Eligibility criteria

• Key Inclusion Criteria:
• • Adult participant≥ 18 years with documented diagnosis of A-Thal HbH disease with Transfusion dependence defined as:.
• • 1. TD participant: ≥ 6 RBC units during the 24 weeks prior to randomization.
• • 2. NTD participant:\< 6 RBC units during the 24 weeks prior to randomization(transfusion due to conditions other than A-Thal will not be considered)and, RBC transfusion-free during at least 8 weeks prior to randomization(unless transfusion was required to treat an acute medical condition other than A-Thal) and, mean baseline Hb ≤ 10 g/dL, based on a minimum of 2 measurements ≥ 1 week apart within 4 weeks prior to randomization; hemoglobin values within 21 days post-transfusion will be excluded.
• • Adult participant has Eastern Cooperative Oncology Group (ECOG) 34 score of 0 or 1.
• • Adolescent participant 12 years to \< 18 years with documented diagnosis of A-Thal HbH disease with transfusion dependence defined as:.
• • 1. TD participant: ≥ 4 RBC events during the 24 weeks prior to enrollment and, no transfusion-free period for \> 56 days during the 24 weeks prior to enrollment. Participants must have a history of regular transfusions for at least 2 years.
• • 2. NTD participant:\< 4 RBC events during the 24 weeks prior to enrollment and RBC transfusion-free during at least 8 weeks prior to enrollment and, mean baseline Hb ≤ 10 g/dL, based on a minimum of 2 measurements ≥ 1 week apart within 4 weeks prior to enrollment, hemoglobin values within 21 days post-transfusion will be excluded.
• • 3. Participant has Karnofsky (age ≥16 years) or Lansky (age \< 16 years) performance status score ≥ 50 at screening.
• Key Exclusion Criteria:
• • Medical Conditions: Diagnosis of A-ThalTrait, Hb Bart hydrops, ATRx A-Thal, hemoglobin S/β-thalassemia, myelodysplasia subtype anemia, or with HbE homozygous beta gene mutation. Anemia related to nutritional deficiency, anemia of chronic disease, autoimmune hemolytic anemia, or any other hemolytic anemias. Undergone episodes of hemolysis not related to A-Thal within the 8 weeks prior to randomization.
• • Participant has deep vein thrombosis (DVT), stroke or other thromboembolic event(s) (except clogged indwelling catheter) requiring medical intervention ≤ 24weeks prior to randomization.
• • Participant has uncontrolled hypertension. Controlled hypertension for this protocol is considered: blood pressure value corresponding to ≤Grade 1 according to NCI CTCAE Version 5.0. with or without pharmacological treatment.
• • Reproductive Status: Women who are pregnant, plan to get pregnant during the study, or who are breastfeeding.
• • Prior/Concomitant: Undergone HSCTs or gene therapy (candidates for HSCT or gene therapy with waiting period of ≥ 12 months are eligible).
• • Use of hydroxyurea treatment ≤ 12 weeks prior to enrollment for NTD participants and ≤ 24 weeks for TD participants.
• • Participant who has extramedullary hematopoiesis (EMH) complications requiring treatment to control the growth of EMH mass(es) during the screening period.

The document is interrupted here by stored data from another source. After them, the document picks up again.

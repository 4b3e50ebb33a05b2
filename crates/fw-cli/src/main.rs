//! Forwardly CLI - forward-only schema migrations for deployed databases

use clap::Parser;

mod cli;
mod commands;

use cli::Cli;
use commands::common::ExitCode;
use commands::{init, lifecycle, migrate, status, validate};

#[tokio::main]
async fn main() {
    let cli = Cli::parse();

    let result = match &cli.command {
        cli::Commands::Init => init::execute(&cli.global).await,
        cli::Commands::Migrate(args) => migrate::execute(args, &cli.global).await,
        cli::Commands::Status(args) => status::execute(args, &cli.global).await,
        cli::Commands::Validate => validate::execute(&cli.global).await,
        cli::Commands::Lifecycle(args) => lifecycle::execute(args, &cli.global).await,
    };

    if let Err(err) = result {
        if let Some(ExitCode(code)) = err.downcast_ref::<ExitCode>() {
            std::process::exit(*code);
        }
        eprintln!("Error: {err:#}");
        std::process::exit(1);
    }
}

• • Any medical or psychiatric condition (including active infections, recent surgery, sequelae of diseases or interventions, clinically significant laboratory abnormalities or concurrent treatment) that in the opinion of the investigator would put the participant at unacceptable risk of participating in the study or that could affect interpretability of data.
• • Other protocol-defined inclusion/exclusion criteria apply.